Reptile (b) establish proxy ip pool

Before we say a website commonly used method is to detect anti-crawler ip, restrict access frequency. So we have to get around this restriction by setting the proxy ip approach. There are many websites providing free proxy ip, like https://www.xicidaili.com/nt/ , we can get a lot of proxy ip from the website. But not everyone can use these ip, or say, few usable.

 

We can use beautifulsoup Analysis page, and then processed to extract proxy ip list, you can also use regular expression matching.
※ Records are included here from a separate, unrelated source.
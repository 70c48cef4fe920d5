// Document loading
// Turns uploaded PDF bytes into page-level text units


use std::path::Path;

use lopdf::Document;
use tracing::{debug, info, warn};

use crate::{AppError, Result};

/// Text of a single PDF page
#[derive(Debug, Clone, PartialEq, Eq)]
pub struct Page {
    /// Zero-based page index within the document
    pub index: usize,
    pub text: String,
}

/// Load a PDF from disk and extract the text of every page
#[inline]
pub fn load_pdf(path: &Path) -> Result<Vec<Page>> {
    debug!("Loading PDF from {}", path.display());

    let bytes = std::fs::read(path)?;
    load_pdf_bytes(&bytes)
}

/// Parse PDF bytes in memory, producing one `Page` per PDF page in page order
#[inline]
pub fn load_pdf_bytes(bytes: &[u8]) -> Result<Vec<Page>> {
    let document = Document::load_mem(bytes)
        .map_err(|e| AppError::Document(format!("Failed to parse PDF: {}", e)))?;

    let page_numbers: Vec<u32> = document.get_pages().keys().copied().collect();
    let mut pages = Vec::with_capacity(page_numbers.len());

    for (index, page_number) in page_numbers.iter().enumerate() {
        let text = match document.extract_text(&[*page_number]) {
            Ok(text) => text,
            Err(e) => {
                warn!("Could not extract text from page {}: {}", page_number, e);
                String::new()
            }
        };
        pages.push(Page { index, text });
    }

    info!(
        "Loaded PDF with {} pages ({} characters of text)",
        pages.len(),
        pages.iter().map(|p| p.text.chars().count()).sum::<usize>()
    );

    Ok(pages)
}

/// Whether a file name looks like a PDF. Used only for upload filtering.
#[inline]
pub fn is_pdf_file_name(file_name: &str) -> bool {
    Path::new(file_name)
        .extension()
        .is_some_and(|ext| ext.eq_ignore_ascii_case("pdf"))
}
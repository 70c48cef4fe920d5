// Ingestion and query pipeline
// Wires document loading, chunking, embedding, indexing and question answering together


use std::path::Path;
use std::sync::Arc;
use std::time::Instant;

use tracing::{debug, info};

use crate::chunking::{ChunkingConfig, split_pages};
use crate::config::Config;
use crate::document::{Page, load_pdf, load_pdf_bytes};
use crate::index::{Distance, VectorIndex};
use crate::providers::{ChatModel, Embedder, build_clients};
use crate::qa::{Answer, RetrievalQa};
use crate::{AppError, Result};

/// A document that has been chunked, embedded and indexed
#[derive(Debug, Clone)]
pub struct IndexedDocument {
    pub page_count: usize,
    pub index: VectorIndex,
}

impl IndexedDocument {
    #[inline]
    pub fn chunk_count(&self) -> usize {
        self.index.len()
    }
}

pub struct Pipeline {
    embedder: Arc<dyn Embedder>,
    chunking: ChunkingConfig,
    distance: Distance,
    qa: RetrievalQa,
}

impl Pipeline {
    #[inline]
    pub fn new(
        embedder: Arc<dyn Embedder>,
        chat: Arc<dyn ChatModel>,
        chunking: ChunkingConfig,
        top_k: usize,
        distance: Distance,
    ) -> Self {
        Self {
            qa: RetrievalQa::new(Arc::clone(&embedder), chat, top_k),
            embedder,
            chunking,
            distance,
        }
    }

    /// Build a pipeline for the configured provider
    #[inline]
    pub fn from_config(config: &Config) -> Self {
        let (embedder, chat) = build_clients(config);
        Self::new(
            embedder,
            chat,
            config.chunking(),
            config.retrieval.top_k,
            config.retrieval.distance,
        )
    }

    #[inline]
    pub const fn chunking(&self) -> &ChunkingConfig {
        &self.chunking
    }

    /// Load a PDF from disk and index it from scratch
    #[inline]
    pub fn ingest_file(&self, path: &Path) -> Result<IndexedDocument> {
        let pages = load_pdf(path)?;
        self.ingest_pages(&pages)
    }

    /// Index PDF bytes that are still in memory, such as an upload not yet written to disk
    #[inline]
    pub fn ingest_bytes(&self, bytes: &[u8]) -> Result<IndexedDocument> {
        let pages = load_pdf_bytes(bytes)?;
        self.ingest_pages(&pages)
    }

    /// Chunk, embed and index already-loaded pages
    #[inline]
    pub fn ingest_pages(&self, pages: &[Page]) -> Result<IndexedDocument> {
        let started = Instant::now();
        let chunks = split_pages(pages, &self.chunking);

        let vectors = if chunks.is_empty() {
            debug!("Document has no text; skipping embedding");
            Vec::new()
        } else {
            let texts: Vec<String> = chunks.iter().map(|c| c.content.clone()).collect();
            self.embedder.embed_documents(&texts)?
        };

        if vectors.len() != chunks.len() {
            return Err(AppError::Embedding(format!(
                "Expected {} embeddings, received {}",
                chunks.len(),
                vectors.len()
            )));
        }

        let index = VectorIndex::build(chunks.into_iter().zip(vectors).collect(), self.distance)?;

        info!(
            "Indexed {} pages into {} chunks in {:?}",
            pages.len(),
            index.len(),
            started.elapsed()
        );

        Ok(IndexedDocument {
            page_count: pages.len(),
            index,
        })
    }

    /// Answer a question about an indexed document
    #[inline]
    pub fn ask(&self, document: &IndexedDocument, question: &str) -> Result<Answer> {
        self.qa.ask(&document.index, question)
    }
}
As a regular expression will be faster. ip_url is https://www.xicidaili.com/nt/ , random_hearder function is a random access to request header.

def download_page(url):
    headers = random_header()
    data = requests.get(url, headers=headers)
    return data


def get_proxies(page_num, ip_url):
    available_ip = []
    for page in range(1,page_num):
        print("抓取第%d页代理IP" %page)
        url = ip_url + str(page)
        r = download_page(url)
        r.encoding = 'utf-8'
        pattern The re.compile = ( ' <TD class = "Country">. *? Alt = "Cn" />.*?</ TD>. *? <TD> (. *?) </ TD>. *? < (.? *) TD> </ TD> ' , re.S) 
        ip_list = the re.findall (pattern, r.text)
         for IP in ip_list:
             IF test_ip (IP):
                 Print ( ' % S:% S by testing , added to the list of available agents ' % (IP [0], IP [. 1 ])) 
                available_ip.append (IP) 
        the time.sleep ( 10 ) Print ( ' gripping end ' )
     return available_ip

We also need to get the ip ip detection to determine the ip can be used. How to detect it? We may be able to display a Web site with access ip ip proxy access, and then check the results of the request.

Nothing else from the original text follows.